Walter Freeman Stone (November 18, 1822 - December 23, 1874) was a Republican politician who was a justice of the Supreme Court of Ohio from 1873 to 1874.

Walter Stone was born at Wooster, Ohio. His father died when he was young, but left adequate means that Stone received an education. He studied law in Pittsburgh, where he studied under Walter H. Lowrie, who would later be Chief Justice of the Pennsylvania Supreme Court, and in Cleveland, and was admitted to the bar in 1845 in Cleveland.

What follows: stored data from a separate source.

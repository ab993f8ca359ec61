use std::sync::Arc;

use image::RgbaImage;

/// A captured video frame. Cheap to clone, so the same frame can go to the inference worker
/// and to the surface.
pub type Frame = Arc<RgbaImage>;

/// A live, playing video stream.
pub trait VideoSource {
    fn resolution(&self) -> (u32, u32);

    /// The frame currently shown by the stream, or `None` before the first one has arrived.
    fn current_frame(&mut self) -> Option<Frame>;
}

impl<V: VideoSource + ?Sized> VideoSource for Box<V> {
    fn resolution(&self) -> (u32, u32) {
        (**self).resolution()
    }

    fn current_frame(&mut self) -> Option<Frame> {
        (**self).current_frame()
    }
}
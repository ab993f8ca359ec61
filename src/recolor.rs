use image::Rgba;

/// Added to the red channel of every pixel inside the eye mask.
pub const RED_DELTA: u8 = 40;
/// Added to the blue channel of every pixel inside the eye mask.
pub const BLUE_DELTA: u8 = 30;

/// A rectangular block of RGBA8 pixels, addressed relative to its own top-left corner.
///
/// The backing storage survives [`PixelBuffer::reshape`], so one buffer can be reused for
/// every crop of the same eye slot.
#[derive(Debug, Clone, Default, PartialEq, Eq)]
pub struct PixelBuffer {
    width: u32,
    height: u32,
    data: Vec<u8>,
}

impl PixelBuffer {
    pub fn new(width: u32, height: u32) -> Self {
        let mut buffer = Self::default();
        buffer.reshape(width, height);
        buffer
    }

    pub fn filled(width: u32, height: u32, pixel: Rgba<u8>) -> Self {
        let mut buffer = Self::new(width, height);
        for chunk in buffer.data.chunks_exact_mut(4) {
            chunk.copy_from_slice(&pixel.0);
        }
        buffer
    }

    /// Resizes to `width` x `height`, zeroing every pixel. Keeps the allocation.
    pub fn reshape(&mut self, width: u32, height: u32) {
        self.width = width;
        self.height = height;
        self.data.clear();
        self.data.resize(width as usize * height as usize * 4, 0);
    }

    pub fn width(&self) -> u32 {
        self.width
    }

    pub fn height(&self) -> u32 {
        self.height
    }

    pub fn as_raw(&self) -> &[u8] {
        &self.data
    }

    pub fn as_raw_mut(&mut self) -> &mut [u8] {
        &mut self.data
    }

    fn offset(&self, x: u32, y: u32) -> usize {
        assert!(x < self.width && y < self.height, "pixel ({x}, {y}) out of bounds");
        (y as usize * self.width as usize + x as usize) * 4
    }

    pub fn pixel(&self, x: u32, y: u32) -> Rgba<u8> {
        let i = self.offset(x, y);
        Rgba([self.data[i], self.data[i + 1], self.data[i + 2], self.data[i + 3]])
    }

    pub fn put_pixel(&mut self, x: u32, y: u32, pixel: Rgba<u8>) {
        let i = self.offset(x, y);
        self.data[i..i + 4].copy_from_slice(&pixel.0);
    }
}

/// Whether `(x, y)` lies strictly inside the mask inscribed in a `width` x `height` crop.
///
/// The radius is half the *width*; a crop taller than it is wide gets its top and bottom rows
/// cut off, a wider one gets a circle that spills past the top and bottom edges.
pub fn in_eye_mask(x: u32, y: u32, width: u32, height: u32) -> bool {
    let cx = width as f32 / 2.0;
    let cy = height as f32 / 2.0;
    let r = width as f32 / 2.0;
    let dx = x as f32 - cx;
    let dy = y as f32 - cy;
    dx * dx + dy * dy < r * r
}

/// Tints the eye crop in place: red and blue are raised inside the inscribed mask, clamped at
/// 255. Green, alpha and everything outside the mask are left alone.
pub fn recolor_eye(buffer: &mut PixelBuffer) {
    let (width, height) = (buffer.width, buffer.height);
    if width == 0 || height == 0 {
        return;
    }

    for (i, px) in buffer.data.chunks_exact_mut(4).enumerate() {
        let x = (i % width as usize) as u32;
        let y = (i / width as usize) as u32;
        if !in_eye_mask(x, y, width, height) {
            continue;
        }
        px[0] = px[0].saturating_add(RED_DELTA);
        px[2] = px[2].saturating_add(BLUE_DELTA);
    }
}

In 1846, Stone moved to Sandusky, where he established partnerships with judge A. W. Hendry, and later with Ebenezer Lane, who had served on the Ohio Supreme Court for 15 years, and his son William G. Lane as Lane, Stone & Lane until 1865. He was initially a Democrat, but joined the Free Soil Party in 1849. He was elected Common Pleas Judge in 1865 and re-elected in 1870. In 1873 he was appointed by Governor Noyes to the Ohio Supreme Court when William H. West resigned. He was nominated by the Republicans, and elected to the remainder of the term in 1873, but had to resign in August 1874.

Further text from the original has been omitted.